Głównym tematem książki jest konflikt pomiędzy geologami, którzy widzą w otwarciu kopalni szansę na rozwój regionu i nowe miejsca pracy, a mieszkańcami, którzy nie mogą pogodzić się z koniecznością przesiedlenia - szczególny opór stawia tu jeden z gospodarzy. Nie jest to jednak sytuacja pokazana w sposób czarno-biały. Geologowie rozumieją tragedię ludzi i żal im dewastowanego krajobrazu, ale wykonują tylko swoją pracę i sami nie są władni podejmować w tej sprawie żadnych decyzji. Z kolei oporny gospodarz zdecydowanie nie jest kryształową postacią i właściwie trudno darzyć go sympatią - swoją ziemię zdobył niemalże przemocą, a wobec własnych dzieci jest despotą narzucającym im własną wizję życia.
Całość to taka utrzymana w klimacie wakacyjnej powieści o biwakowaniu konserwa, dokumentująca świat, który przeminął już bezpowrotnie. Troszkę ramotka, ale wciąż całkiem przyjemna w odbiorze.
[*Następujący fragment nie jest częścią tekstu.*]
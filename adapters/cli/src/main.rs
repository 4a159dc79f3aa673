#![deny(
    unsafe_code,
    missing_docs,
    dead_code,
    unused_results,
    non_snake_case,
    unreachable_pub
)]

//! Command-line adapter that runs a headless rat-game simulation.
//!
//! The simulation ticks on a background thread while a spawner thread keeps
//! submitting rats, which exercises the deferred spawn path. Per-tick
//! summaries go to stderr and the final occupancy snapshot is printed to
//! stdout as JSON.

mod config;
mod level;

use std::{
    path::PathBuf,
    sync::{mpsc, Arc},
    thread,
    time::Duration,
};

use anyhow::{anyhow, Context, Result};
use clap::Parser;
use rand::{seq::SliceRandom, SeedableRng};
use rand_chacha::ChaCha8Rng;
use rat_game_core::{CellCoord, Direction, EntityKind, SequentialIds};
use rat_game_system_spawning::{SpawnQueue, SpawnRequest};
use rat_game_system_tick::{BehaviorRules, TickDriver, TickReport};
use rat_game_world::{ContextualMap, Entity, EntityRegistry, OccupancySnapshot};
use tracing::info;
use tracing_subscriber::EnvFilter;

use crate::{config::SimulationConfig, level::Level};

/// Ticks a gas cloud survives before it dissipates.
const GAS_LIFETIME: i32 = 12;

#[derive(Parser, Debug)]
#[command(name = "rat-game", version, about = "Run a headless rat-game simulation")]
struct Args {
    /// TOML file with simulation parameters
    #[arg(long)]
    config: Option<PathBuf>,

    /// Number of ticks to simulate
    #[arg(long)]
    ticks: Option<u64>,

    /// Seed for level generation, placement and movement
    #[arg(long)]
    seed: Option<u64>,

    /// Rats placed before the first tick
    #[arg(long)]
    rats: Option<usize>,

    /// Grid rows
    #[arg(long)]
    rows: Option<u32>,

    /// Grid columns
    #[arg(long)]
    columns: Option<u32>,
}

impl Args {
    fn resolve(&self) -> Result<SimulationConfig> {
        let mut config = self
            .config
            .as_deref()
            .map(SimulationConfig::load_from_path)
            .unwrap_or_default();
        if let Some(ticks) = self.ticks {
            config.ticks = ticks;
        }
        if let Some(seed) = self.seed {
            config.seed = seed;
        }
        if let Some(rats) = self.rats {
            config.rats = rats;
        }
        if let Some(rows) = self.rows {
            config.rows = rows;
        }
        if let Some(columns) = self.columns {
            config.columns = columns;
        }
        config.validate()?;
        Ok(config)
    }
}

/// Entry point for the rat-game command-line interface.
fn main() -> Result<()> {
    let _ = tracing_subscriber::fmt()
        .with_env_filter(
            EnvFilter::try_from_default_env().unwrap_or_else(|_| EnvFilter::new("info")),
        )
        .with_writer(std::io::stderr)
        .try_init();

    let config = Args::parse().resolve().context("invalid simulation parameters")?;
    info!(?config, "starting simulation");
    let snapshot = run(&config)?;
    println!(
        "{}",
        serde_json::to_string_pretty(&snapshot).context("failed to encode snapshot")?
    );
    Ok(())
}

fn run(config: &SimulationConfig) -> Result<OccupancySnapshot> {
    let mut rng = ChaCha8Rng::seed_from_u64(config.seed);
    let level = level::generate(config.rows, config.columns, &mut rng)
        .context("failed to generate level")?;
    info!(open = level.open_cells.len(), "generated level");

    let ids = SequentialIds::new();
    let spawns = Arc::new(SpawnQueue::new());
    for &cell in level.open_cells.choose_multiple(&mut rng, config.rats) {
        spawns.request(SpawnRequest::new(Entity::spawn(
            &ids,
            EntityKind::Rat,
            cell,
            config.rat_health,
        )));
    }
    if let Some(&centre) = level.open_cells.choose(&mut rng) {
        spawns.request(gas_cloud(&level, &ids, centre));
    }
    let late_cells: Vec<CellCoord> = level
        .open_cells
        .choose_multiple(&mut rng, config.late_spawns)
        .copied()
        .collect();

    let map = Arc::new(ContextualMap::new(level.grid));
    let rules = BehaviorRules {
        seed: config.seed,
        hazard_damage: config.gas_damage,
        ..BehaviorRules::default()
    };
    let mut driver = TickDriver::new(
        Arc::clone(&map),
        Arc::new(EntityRegistry::with_seed(config.seed)),
        Arc::clone(&spawns),
        rules,
    );
    let interval = Duration::from_millis(config.tick_interval_ms);
    let ticks = config.ticks;
    let (reports, received) = mpsc::channel::<TickReport>();

    thread::scope(|scope| -> Result<()> {
        let spawner = scope.spawn(|| {
            for cell in late_cells {
                thread::sleep(interval);
                let rat = Entity::spawn(&ids, EntityKind::Rat, cell, config.rat_health);
                spawns.request(SpawnRequest::new(rat));
            }
        });
        let ticker = scope.spawn(move || {
            for _ in 0..ticks {
                let report = driver.tick()?;
                if reports.send(report).is_err() {
                    break;
                }
                thread::sleep(interval);
            }
            Ok::<_, rat_game_system_tick::TickError>(driver.ticks())
        });

        for report in received {
            eprintln!("{}", summary(&report));
        }

        let completed = ticker
            .join()
            .map_err(|_| anyhow!("tick thread panicked"))?
            .context("tick failed")?;
        spawner
            .join()
            .map_err(|_| anyhow!("spawner thread panicked"))?;
        info!(completed, pending = spawns.len(), "simulation finished");
        Ok(())
    })?;

    Ok(map.snapshot())
}

/// Gas covering `centre` and its open neighbours.
fn gas_cloud(level: &Level, ids: &SequentialIds, centre: CellCoord) -> SpawnRequest {
    let extra = Direction::ALL
        .into_iter()
        .filter_map(|direction| direction.step(centre))
        .filter(|cell| level.is_open(*cell))
        .collect();
    SpawnRequest::covering(
        Entity::spawn(ids, EntityKind::Gas, centre, GAS_LIFETIME),
        extra,
    )
}

fn summary(report: &TickReport) -> String {
    format!(
        "tick {:>4}  spawned {:>2}  moved {:>3}  blocked {:>3}  stayed {:>3}  hits {:>3}  \
         reaped {:>2}  population {:>3}",
        report.tick,
        report.spawned,
        report.moved,
        report.blocked,
        report.stayed,
        report.hits,
        report.reaped.len(),
        report.population,
    )
}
45. Osiem gór (Cognetti Paolo)

O blaskach i cieniach życia górskiego pustelnika.
Rodzice Pietra, a zwłaszcza ojciec, kochają Alpy, które regularnie odwiedzają. W końcu decydują się wynająć górską chatę, która będzie ich stałą bazą wypadową do górskich wypraw. W ten sposób Pietro pozna swojego jedynego prawdziwego przyjaciela Bruna. Mimo wieloletnich przerw ta znajomość przetrwa dekady.
Oprócz przyjaźni Pietra i Bruna łączą trudne relacje z ojcami oraz to, że obaj są niespokojnymi duchami, nie dającymi upchać się w ciasne ramy utartych schematów stabilnego życia. Pietro miota się po świecie, nigdzie nie mogąc zagrzać dłużej miejsca, marząc o karierze reżysera dokumentalisty i ledwo wiążąc koniec z końcem. Regularnie wraca w góry, lecz wynika to nie tyle z pasji do alpinizmu, co raczej z chęci zrozumienia własnego ojca. Za to Bruno jest typowym człowiekiem gór, dzikim i niemal pierwotnym. Najlepiej czuje się na górskich pastwiskach, a jego największym pragnieniem jest w pełni samowystarczalne gospodarstwo, w którym mógłby żyć, redukując kontakty ze światem zewnętrznym do niezbędnego minimum.
Podobno we Włoszech jest to książka bardzo ceniona i wielokrotnie nagradzana. Nie do końca rozumiem z czego to wynika. Nie ma w niej jakiejś konkretnej fabuły ani wyraźnej puenty (to jedna z tych książek, które próbują upchać wydarzenia kilku dekad na mniej niż trzystu stronach, moim zdaniem to niemal zawsze działa na niekorzyść książki, bo nie ma miejsca na to, by czemukolwiek poświęcić więcej uwagi), forma to zupełnie standardowa narracja pierwszoosobowa, a język też nie wyróżnia się czymś szczególnie zachwycającym. Może chodzi o ten surowy górski klimat. W każdym razie mnie to nie kupiło.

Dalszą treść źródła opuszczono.